Tuesday, 12 August 2008

PERTH-BASED EXPLORATION company United Minerals Corporation is highly confident that its 100%-owned Pilbara Iron Ore Project has the potential to give it a very rosy future indeed. By Wally Graham - RESOURCESTOCKS* 



United Minerals' Pilbara iron ore project 

The company has three tenements covering 263.8 square kilometres in the middle of one of the world’s greatest iron ore provinces, surrounded by two of the biggest players in the iron ore industry – BHP Billiton and Rio Tinto.

But in order to fully understand the significance of these tenements and just how they could contribute to the future for United Minerals, it is necessary to take a quick look at their history.

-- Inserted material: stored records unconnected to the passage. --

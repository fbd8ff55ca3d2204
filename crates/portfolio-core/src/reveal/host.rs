//! Capabilities the reveal controller consumes from its host.
//!
//! Both traits are implemented by whatever renders the page: the desktop
//! webview bridge in the app, or recording fakes in tests. The controller
//! only calls them; it never inspects how they are fulfilled.

use super::types::{SessionId, TargetId, Threshold};

/// Query-by-tag and style mutation over the rendered tree.
pub trait RenderSurface {
    /// All elements currently carrying `tag`, in document order.
    fn find_tagged(&mut self, tag: &str) -> Vec<TargetId>;

    /// Apply or remove the "visible" marker on `target`.
    fn set_marker(&mut self, target: TargetId, visible: bool);
}

/// Platform facility reporting when targets overlap the viewport.
///
/// Reports come back asynchronously as [`EventBatch`](super::EventBatch)es
/// tagged with the session that requested them.
pub trait IntersectionPrimitive {
    fn observe(&mut self, session: SessionId, target: TargetId, threshold: Threshold);

    fn unobserve(&mut self, session: SessionId, target: TargetId);
}
//! Global CSS styles for the portfolio page.
//!
//! Dark single-column layout. `.reveal` elements start faded and shifted
//! down; the reveal controller adds `.reveal--visible` to bring them in.

pub const GLOBAL_STYLES: &str = r#"
/* === CSS Custom Properties === */
:root {
  /* Surfaces */
  --bg: #0b0d12;
  --bg-raised: #12151d;
  --border: #1f2430;

  /* Accent */
  --accent: #5eead4;
  --accent-glow: rgba(94, 234, 212, 0.25);

  /* Text */
  --text-primary: #e8eaf0;
  --text-secondary: rgba(232, 234, 240, 0.72);
  --text-muted: rgba(232, 234, 240, 0.5);

  /* Typography */
  --font-sans: 'Inter', system-ui, -apple-system, 'Segoe UI', sans-serif;

  /* Transitions */
  --transition-fast: 150ms ease;
  --transition-reveal: 700ms cubic-bezier(0.2, 0.7, 0.2, 1);
  --reveal-step: 120ms;
}

/* === Global Reset === */
*, *::before, *::after {
  box-sizing: border-box;
  margin: 0;
  padding: 0;
}

html {
  font-size: 16px;
  scroll-behavior: smooth;
  -webkit-font-smoothing: antialiased;
}

body {
  font-family: var(--font-sans);
  background: var(--bg);
  color: var(--text-primary);
  line-height: 1.65;
}

a {
  color: inherit;
  text-decoration: none;
}

.container {
  max-width: 960px;
  margin: 0 auto;
  padding: 0 1.5rem;
}

/* === Navigation === */
.nav {
  position: sticky;
  top: 0;
  z-index: 10;
  background: rgba(11, 13, 18, 0.85);
  backdrop-filter: blur(8px);
  border-bottom: 1px solid var(--border);
}

.nav-inner {
  display: flex;
  gap: 1.5rem;
  padding-top: 0.9rem;
  padding-bottom: 0.9rem;
  font-size: 0.9rem;
}

.nav-inner a {
  color: var(--text-secondary);
  transition: color var(--transition-fast);
}

.nav-inner a:hover {
  color: var(--accent);
}

/* === Hero === */
.hero {
  display: flex;
  flex-direction: column;
  align-items: center;
  text-align: center;
  gap: 0.75rem;
  padding-top: 4rem;
  padding-bottom: 3rem;
}

.profile-pic {
  width: 128px;
  height: 128px;
  border-radius: 50%;
  object-fit: cover;
  border: 2px solid var(--accent);
  box-shadow: 0 0 30px var(--accent-glow);
}

.name {
  font-size: 2rem;
  font-weight: 700;
}

.tagline {
  max-width: 640px;
  color: var(--text-secondary);
}

.links {
  display: flex;
  gap: 0.75rem;
  margin-top: 0.5rem;
}

/* === Chips === */
.chip {
  position: relative;
  display: inline-flex;
  align-items: center;
  justify-content: center;
  width: 40px;
  height: 40px;
  border-radius: 50%;
  border: 1px solid var(--border);
  background: var(--bg-raised);
  color: var(--text-secondary);
  transition: color var(--transition-fast), border-color var(--transition-fast), transform var(--transition-fast);
}

.chip svg {
  width: 18px;
  height: 18px;
}

.chip:hover {
  color: var(--accent);
  border-color: var(--accent);
  transform: translateY(-2px);
}

.chip[data-tooltip]:hover::after {
  content: attr(data-tooltip);
  position: absolute;
  top: calc(100% + 8px);
  left: 50%;
  transform: translateX(-50%);
  white-space: nowrap;
  font-size: 0.75rem;
  padding: 0.25rem 0.5rem;
  border-radius: 6px;
  background: var(--bg-raised);
  border: 1px solid var(--border);
  color: var(--text-primary);
}

/* === Sections === */
section {
  padding: 3rem 0;
}

.kicker {
  text-transform: uppercase;
  letter-spacing: 0.12em;
  font-size: 0.75rem;
  color: var(--accent);
}

h2 {
  font-size: 1.5rem;
  margin: 0.25rem 0 1.25rem;
}

.grid {
  display: grid;
  grid-template-columns: repeat(auto-fit, minmax(260px, 1fr));
  gap: 1rem;
}

.card {
  padding: 1.25rem;
  border-radius: 12px;
  border: 1px solid var(--border);
  background: var(--bg-raised);
  color: var(--text-secondary);
}

.card ul {
  margin-top: 0.5rem;
  padding-left: 1.1rem;
}

.job-title, .card-title {
  font-weight: 600;
  color: var(--text-primary);
}

.pills {
  margin-top: 10px;
}

.pill {
  display: inline-block;
  margin: 0 0.4rem 0.4rem 0;
  padding: 0.2rem 0.65rem;
  border-radius: 999px;
  border: 1px solid var(--border);
  font-size: 0.8rem;
}

/* === Contact === */
.contact-grid {
  display: grid;
  grid-template-columns: repeat(auto-fit, minmax(220px, 1fr));
  gap: 1rem;
}

.contact-item {
  display: flex;
  align-items: center;
  gap: 0.6rem;
  color: var(--text-secondary);
}

.contact-item svg {
  width: 18px;
  height: 18px;
  color: var(--accent);
}

/* === Footer === */
footer {
  padding: 2rem 0 3rem;
  text-align: center;
  font-size: 0.85rem;
  color: var(--text-muted);
}

.accent {
  color: var(--accent);
}

/* === Reveal === */
.reveal {
  opacity: 0;
  transform: translateY(24px);
  transition: opacity var(--transition-reveal), transform var(--transition-reveal);
}

.reveal--visible {
  opacity: 1;
  transform: none;
}

.delay-1 { transition-delay: var(--reveal-step); }
.delay-2 { transition-delay: calc(var(--reveal-step) * 2); }
.delay-3 { transition-delay: calc(var(--reveal-step) * 3); }

@media (prefers-reduced-motion: reduce) {
  .reveal {
    transition: none;
  }
}
"#;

The ground area of the company’s tenements is underlined by Brockman and Marra Mamba type formations, which host two of the major ore types, namely Brockman and Marra Mamba supergene enriched iron ore, that are shipped from the Pilbara.

United Minerals originally acquired the tenements in October 2006 from DFD Rhodes, a company that is synonymous with the Western Australian iron ore mining industry.

The three tenements, E47/1431, ELA47/1429 and ELA47/1432 were all originally part of the Goldsworthy Mining Temporary Reserve TR70/3156, which dates back to 1964.

A substantial portion of this temporary reserve was in turn retained by the BHP group as its Area C mining lease, part of the Mount Goldsworthy joint venture, which is currently being mined.

The tenements comprise a number of discrete areas that BHP was unable to retain.

“When BHP Billiton applied for a mining lease for Area C they had to drop their tenure back to a maximum amount of 400 square kilometres,” United Minerals chief executive Matthew Hogan told RESOURCESTOCKS. 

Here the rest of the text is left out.